(Stored data)
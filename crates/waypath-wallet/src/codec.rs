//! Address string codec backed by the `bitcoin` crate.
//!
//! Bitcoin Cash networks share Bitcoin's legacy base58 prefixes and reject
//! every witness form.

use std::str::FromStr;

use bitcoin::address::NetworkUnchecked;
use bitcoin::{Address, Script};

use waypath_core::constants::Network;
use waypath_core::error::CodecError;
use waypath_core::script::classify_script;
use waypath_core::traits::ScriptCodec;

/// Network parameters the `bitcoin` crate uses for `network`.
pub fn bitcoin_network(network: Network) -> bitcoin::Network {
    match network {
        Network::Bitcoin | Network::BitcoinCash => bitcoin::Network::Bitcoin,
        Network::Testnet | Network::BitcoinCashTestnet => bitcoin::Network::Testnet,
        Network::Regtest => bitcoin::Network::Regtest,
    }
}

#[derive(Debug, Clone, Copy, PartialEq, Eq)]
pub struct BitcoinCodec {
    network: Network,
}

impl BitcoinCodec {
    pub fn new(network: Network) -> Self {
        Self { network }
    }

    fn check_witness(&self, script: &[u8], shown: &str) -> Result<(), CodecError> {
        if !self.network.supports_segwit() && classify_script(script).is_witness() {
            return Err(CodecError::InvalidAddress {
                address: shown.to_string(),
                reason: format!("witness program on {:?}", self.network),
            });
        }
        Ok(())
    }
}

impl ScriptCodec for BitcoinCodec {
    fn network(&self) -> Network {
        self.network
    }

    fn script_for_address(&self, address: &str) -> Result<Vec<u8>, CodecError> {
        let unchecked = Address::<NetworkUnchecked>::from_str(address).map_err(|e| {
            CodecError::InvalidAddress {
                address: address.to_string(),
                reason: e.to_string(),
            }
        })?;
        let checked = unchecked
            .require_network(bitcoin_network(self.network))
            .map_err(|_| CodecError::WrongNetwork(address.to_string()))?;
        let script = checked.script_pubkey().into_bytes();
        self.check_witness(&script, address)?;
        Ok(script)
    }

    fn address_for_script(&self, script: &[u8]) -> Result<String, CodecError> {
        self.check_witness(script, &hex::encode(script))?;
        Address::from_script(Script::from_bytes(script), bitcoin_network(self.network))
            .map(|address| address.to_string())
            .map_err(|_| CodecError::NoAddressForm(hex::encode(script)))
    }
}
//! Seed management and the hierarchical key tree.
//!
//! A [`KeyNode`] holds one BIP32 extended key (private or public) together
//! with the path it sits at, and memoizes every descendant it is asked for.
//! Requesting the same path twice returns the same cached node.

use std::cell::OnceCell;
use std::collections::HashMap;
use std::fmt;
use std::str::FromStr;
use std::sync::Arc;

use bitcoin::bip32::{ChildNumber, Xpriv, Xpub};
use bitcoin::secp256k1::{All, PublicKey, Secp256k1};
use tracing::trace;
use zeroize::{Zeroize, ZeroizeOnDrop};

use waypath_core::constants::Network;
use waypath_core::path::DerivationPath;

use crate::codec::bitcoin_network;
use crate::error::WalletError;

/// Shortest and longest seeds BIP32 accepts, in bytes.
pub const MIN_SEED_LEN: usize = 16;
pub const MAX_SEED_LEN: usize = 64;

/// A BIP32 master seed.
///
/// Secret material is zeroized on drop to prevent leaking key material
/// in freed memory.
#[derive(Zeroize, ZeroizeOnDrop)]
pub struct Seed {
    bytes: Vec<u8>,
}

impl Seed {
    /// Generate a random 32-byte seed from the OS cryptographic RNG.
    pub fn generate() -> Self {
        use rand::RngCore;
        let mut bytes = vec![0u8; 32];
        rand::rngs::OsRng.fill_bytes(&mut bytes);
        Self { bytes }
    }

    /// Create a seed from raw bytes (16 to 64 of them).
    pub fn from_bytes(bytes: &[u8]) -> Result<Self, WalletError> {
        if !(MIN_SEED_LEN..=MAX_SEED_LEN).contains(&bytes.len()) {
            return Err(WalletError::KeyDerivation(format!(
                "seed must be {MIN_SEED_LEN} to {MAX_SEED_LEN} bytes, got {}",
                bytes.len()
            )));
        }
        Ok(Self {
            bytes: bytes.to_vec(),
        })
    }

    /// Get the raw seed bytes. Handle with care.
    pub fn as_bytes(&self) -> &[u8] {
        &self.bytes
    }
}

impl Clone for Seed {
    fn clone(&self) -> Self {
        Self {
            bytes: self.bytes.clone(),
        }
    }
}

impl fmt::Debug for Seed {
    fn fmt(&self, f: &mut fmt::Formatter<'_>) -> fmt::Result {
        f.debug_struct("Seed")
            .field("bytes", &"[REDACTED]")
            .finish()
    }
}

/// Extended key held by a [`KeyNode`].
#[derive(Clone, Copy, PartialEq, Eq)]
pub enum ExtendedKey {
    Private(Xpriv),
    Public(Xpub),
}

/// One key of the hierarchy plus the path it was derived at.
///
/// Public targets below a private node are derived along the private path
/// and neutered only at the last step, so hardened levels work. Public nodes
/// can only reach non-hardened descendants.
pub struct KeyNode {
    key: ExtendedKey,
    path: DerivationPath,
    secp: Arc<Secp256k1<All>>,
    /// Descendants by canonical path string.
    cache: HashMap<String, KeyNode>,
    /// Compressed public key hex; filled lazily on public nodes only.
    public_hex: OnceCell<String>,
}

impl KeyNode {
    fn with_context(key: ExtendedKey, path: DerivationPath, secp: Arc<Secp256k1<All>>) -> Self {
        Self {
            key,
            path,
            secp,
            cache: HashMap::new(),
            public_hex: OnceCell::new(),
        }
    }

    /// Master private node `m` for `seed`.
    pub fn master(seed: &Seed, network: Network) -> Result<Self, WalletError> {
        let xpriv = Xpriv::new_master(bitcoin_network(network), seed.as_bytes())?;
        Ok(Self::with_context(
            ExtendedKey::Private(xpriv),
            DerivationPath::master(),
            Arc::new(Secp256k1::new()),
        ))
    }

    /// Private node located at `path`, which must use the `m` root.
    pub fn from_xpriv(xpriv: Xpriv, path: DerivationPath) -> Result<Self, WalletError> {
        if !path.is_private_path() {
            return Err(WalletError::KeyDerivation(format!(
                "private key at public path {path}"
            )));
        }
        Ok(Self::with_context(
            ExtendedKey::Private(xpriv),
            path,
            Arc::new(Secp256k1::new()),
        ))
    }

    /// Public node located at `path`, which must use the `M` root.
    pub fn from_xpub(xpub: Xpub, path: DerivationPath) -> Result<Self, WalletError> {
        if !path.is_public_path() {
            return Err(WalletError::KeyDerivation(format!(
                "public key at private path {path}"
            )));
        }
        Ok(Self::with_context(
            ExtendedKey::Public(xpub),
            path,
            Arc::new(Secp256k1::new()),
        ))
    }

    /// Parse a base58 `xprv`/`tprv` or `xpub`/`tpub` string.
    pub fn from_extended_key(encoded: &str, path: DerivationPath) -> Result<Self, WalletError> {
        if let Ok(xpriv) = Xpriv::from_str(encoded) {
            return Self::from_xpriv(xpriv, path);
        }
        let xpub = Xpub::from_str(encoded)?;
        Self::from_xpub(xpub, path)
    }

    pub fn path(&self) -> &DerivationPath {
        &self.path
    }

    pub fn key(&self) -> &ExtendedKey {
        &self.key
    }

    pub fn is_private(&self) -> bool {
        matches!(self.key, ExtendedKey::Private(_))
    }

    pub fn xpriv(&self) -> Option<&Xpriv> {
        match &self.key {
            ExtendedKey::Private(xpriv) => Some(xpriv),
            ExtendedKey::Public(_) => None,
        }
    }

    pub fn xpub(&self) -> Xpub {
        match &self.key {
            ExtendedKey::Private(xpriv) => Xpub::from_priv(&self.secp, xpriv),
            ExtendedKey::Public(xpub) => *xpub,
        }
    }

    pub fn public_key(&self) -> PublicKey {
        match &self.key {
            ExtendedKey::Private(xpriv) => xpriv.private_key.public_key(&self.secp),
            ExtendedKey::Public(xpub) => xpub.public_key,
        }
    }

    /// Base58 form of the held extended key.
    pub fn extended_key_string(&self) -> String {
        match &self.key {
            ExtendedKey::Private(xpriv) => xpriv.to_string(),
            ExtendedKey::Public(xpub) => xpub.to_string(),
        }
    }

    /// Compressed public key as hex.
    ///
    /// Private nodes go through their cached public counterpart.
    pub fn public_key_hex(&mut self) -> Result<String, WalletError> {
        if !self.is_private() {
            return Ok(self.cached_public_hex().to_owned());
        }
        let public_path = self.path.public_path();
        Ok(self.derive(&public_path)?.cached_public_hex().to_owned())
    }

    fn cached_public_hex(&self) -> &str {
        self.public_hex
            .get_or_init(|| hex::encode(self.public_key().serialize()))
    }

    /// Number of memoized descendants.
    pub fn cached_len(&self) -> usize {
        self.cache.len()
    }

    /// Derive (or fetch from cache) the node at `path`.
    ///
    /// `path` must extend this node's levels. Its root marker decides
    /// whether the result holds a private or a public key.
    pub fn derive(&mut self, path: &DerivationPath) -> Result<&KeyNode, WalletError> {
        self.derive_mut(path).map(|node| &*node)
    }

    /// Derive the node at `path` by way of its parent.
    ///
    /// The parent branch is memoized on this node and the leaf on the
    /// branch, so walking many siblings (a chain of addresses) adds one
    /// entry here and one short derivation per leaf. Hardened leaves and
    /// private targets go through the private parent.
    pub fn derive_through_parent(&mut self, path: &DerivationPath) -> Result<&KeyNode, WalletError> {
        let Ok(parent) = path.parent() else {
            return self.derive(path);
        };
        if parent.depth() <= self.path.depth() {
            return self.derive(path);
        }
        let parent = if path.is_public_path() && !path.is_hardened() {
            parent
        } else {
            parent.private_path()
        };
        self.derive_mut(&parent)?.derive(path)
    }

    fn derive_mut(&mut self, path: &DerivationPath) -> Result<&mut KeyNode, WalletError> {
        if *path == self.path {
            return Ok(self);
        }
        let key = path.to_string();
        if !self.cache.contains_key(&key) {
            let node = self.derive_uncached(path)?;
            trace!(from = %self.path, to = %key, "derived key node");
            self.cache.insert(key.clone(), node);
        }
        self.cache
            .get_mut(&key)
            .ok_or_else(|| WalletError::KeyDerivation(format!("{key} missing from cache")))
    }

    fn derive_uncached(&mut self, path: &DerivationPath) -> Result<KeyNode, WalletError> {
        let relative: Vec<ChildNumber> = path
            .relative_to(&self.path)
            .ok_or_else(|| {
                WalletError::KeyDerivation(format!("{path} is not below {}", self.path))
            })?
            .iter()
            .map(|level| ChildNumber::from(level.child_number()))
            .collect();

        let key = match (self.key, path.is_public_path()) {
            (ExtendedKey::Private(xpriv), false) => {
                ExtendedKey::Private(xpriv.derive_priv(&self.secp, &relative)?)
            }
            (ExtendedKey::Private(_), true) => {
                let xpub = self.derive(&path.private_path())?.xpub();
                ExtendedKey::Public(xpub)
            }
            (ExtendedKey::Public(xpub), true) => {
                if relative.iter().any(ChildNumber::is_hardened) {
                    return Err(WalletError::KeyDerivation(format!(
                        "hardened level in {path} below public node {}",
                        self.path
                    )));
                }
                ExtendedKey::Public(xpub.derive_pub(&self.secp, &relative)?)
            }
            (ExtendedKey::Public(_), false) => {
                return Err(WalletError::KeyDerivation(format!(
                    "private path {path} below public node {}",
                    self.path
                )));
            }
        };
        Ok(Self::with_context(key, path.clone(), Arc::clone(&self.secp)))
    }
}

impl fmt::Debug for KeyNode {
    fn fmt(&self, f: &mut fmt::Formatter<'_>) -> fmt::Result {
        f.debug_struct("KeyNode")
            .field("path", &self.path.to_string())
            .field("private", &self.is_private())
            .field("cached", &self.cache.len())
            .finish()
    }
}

- **WORK TO BE COMPLETED**: Search the records for the string "HashMap" and return every line in which it occurs.

- **TASK RESPONSE**:
use std::collections::HashMap;
    cache: HashMap<String, KeyNode>,
            cache: HashMap::new(),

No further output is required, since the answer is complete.